My partner left early this morning to visit an old school friend for the next four days. Since getting the nine pets taken care of in the morning is a lot of work, and I am still feeling run down from the Charleston trip, I decided to take today and tomorrow off to have four days of solitude to recover and maybe catch up on my to-do list a bit.
I still have not heard from my father, which is good. My brother… I still can’t get a good read on him, but he and my mother seem to be getting along well and I’m going to make another attempt to convey my intense dislike of phone communication in a diplomatic way. Also, someone probably needs to broach the subject of our familial hypermobile Ehlers-Danlos Syndrome to him, just in case he lost the genetic lottery, too.
After having to make a second request, I finally got the full record of my trip to the neurosurgeon. It’s a brief paragraph that isn’t much more informative than the actual appointment was. The note does say that the measured clivo-axial angle (CXA) was 130 and that there was ‘mild medullary kinking’ so at least I have a bit more detail.
I could see in the record copy that was sent to me that the inaccuracies in the medical history list that I contacted them about after my appointment have still not been corrected. Also, the notes, entered almost a week after the appointment, referred to me as a patient “known to have” cranialvertebral instability, POTS, and tethered cord – except two of those things I was not yet diagnosed with, and I thought screening for them was the whole purpose of my being seen there…?

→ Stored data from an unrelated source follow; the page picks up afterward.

//! Intensity parameter tables
//!
//! Each [`IntensityLevel`] maps to one fixed table of glass parameters. The
//! tables are `static`, so resolving the same level always yields the same
//! reference and consumers can memoize on the level alone.

use crate::variant::IntensityLevel;

/// Numeric glass parameters for one intensity level
#[derive(Clone, Copy, Debug, PartialEq)]
pub struct IntensityParameterTable {
    /// Backdrop blur radius in pixels
    pub blur_radius: f32,
    /// Surface fill opacity at rest
    pub base_opacity: f32,
    /// Surface fill opacity at the peak of an effect
    pub peak_opacity: f32,
    /// Alpha of the specular border
    pub border_alpha: f32,
    /// Drop shadow blur in pixels
    pub shadow_depth: f32,
}

impl IntensityParameterTable {
    /// Fill opacity for an effect of the given magnitude (0.0 = rest, 1.0 = peak)
    pub fn opacity_at(&self, magnitude: f32) -> f32 {
        let m = magnitude.clamp(0.0, 1.0);
        self.base_opacity * (1.0 - m) + self.peak_opacity * m
    }
}

static TABLES: [IntensityParameterTable; 5] = [
    // Whisper
    IntensityParameterTable {
        blur_radius: 4.0,
        base_opacity: 0.04,
        peak_opacity: 0.10,
        border_alpha: 0.08,
        shadow_depth: 4.0,
    },
    // Light
    IntensityParameterTable {
        blur_radius: 8.0,
        base_opacity: 0.07,
        peak_opacity: 0.16,
        border_alpha: 0.14,
        shadow_depth: 8.0,
    },
    // Medium
    IntensityParameterTable {
        blur_radius: 12.0,
        base_opacity: 0.10,
        peak_opacity: 0.22,
        border_alpha: 0.20,
        shadow_depth: 12.0,
    },
    // Heavy
    IntensityParameterTable {
        blur_radius: 20.0,
        base_opacity: 0.15,
        peak_opacity: 0.30,
        border_alpha: 0.28,
        shadow_depth: 20.0,
    },
    // Extreme
    IntensityParameterTable {
        blur_radius: 32.0,
        base_opacity: 0.22,
        peak_opacity: 0.40,
        border_alpha: 0.36,
        shadow_depth: 32.0,
    },
];

/// Parameter table for `intensity`
pub fn resolve(intensity: IntensityLevel) -> &'static IntensityParameterTable {
    &TABLES[intensity.index()]
}

#[cfg(test)]
mod tests {
    use super::*;

    #[test]
    fn test_resolve_is_referentially_stable() {
        for level in IntensityLevel::all() {
            assert!(std::ptr::eq(resolve(*level), resolve(*level)));
        }
    }

    #[test]
    fn test_parameters_grow_with_intensity() {
        let tables: Vec<_> = IntensityLevel::all().iter().map(|l| resolve(*l)).collect();
        for pair in tables.windows(2) {
            assert!(pair[0].blur_radius < pair[1].blur_radius);
            assert!(pair[0].base_opacity < pair[1].base_opacity);
            assert!(pair[0].peak_opacity < pair[1].peak_opacity);
            assert!(pair[0].border_alpha < pair[1].border_alpha);
            assert!(pair[0].shadow_depth < pair[1].shadow_depth);
        }
    }

    #[test]
    fn test_peak_exceeds_base_for_every_level() {
        for level in IntensityLevel::all() {
            let table = resolve(*level);
            assert!(table.peak_opacity > table.base_opacity, "{level:?}");
            assert!(table.peak_opacity <= 1.0);
        }
    }

    #[test]
    fn test_opacity_at_clamps_magnitude() {
        let table = resolve(IntensityLevel::Medium);
        assert_eq!(table.opacity_at(0.0), table.base_opacity);
        assert_eq!(table.opacity_at(1.0), table.peak_opacity);
        assert_eq!(table.opacity_at(7.0), table.peak_opacity);
        assert_eq!(table.opacity_at(-1.0), table.base_opacity);
    }
}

Only after I contacted them afterwards, specifically asking for clarification about my symptoms, did I get a statement back from a nurse saying that ‘probably’ the dysautonomia was related, and ‘MAYBE’ (her caps) the tinnitus as well. Except, from research I have done in the month since the appointment, deformation of the brainstem (medullary kinking would fall into this description, I think) can manifest as cervical medullary syndrome and tinnitus is totally one of the symptoms, as are a number of the other issues I described.
Am I wrong for being a bit confused and frustrated by the whole experience?
On a more positive note, my morning headaches have been a bit better since I’ve been wearing the neck brace at night and using Banana Bag oral electrolytes first thing in the morning on bad days. I bought an inexpensive recumbent exercise bike and have been trying to build up to thirty minutes of cardio in the evenings instead of just sitting and watching TV. And today, once I have myself sufficiently mentally prepared for dealing with the phone, I am going to try and get myself scheduled at a new physical therapy clinic.
I’m also going to talk to a pilates instructor to see if that’s an option. The nurse practioner at my employer’s wellness clinic gave me the contact info months ago, but I’ve procrastinated on calling. It may not be financially feasible (or she might not be willing to take on an EDS patient with cervicocranial instability) but I should at least look into it. 🙂
Featured Image: Bright red, heavily spotted ladybug sitting on the husk of an unripe ground cherry fruit. Slightly vignetted filter and black border.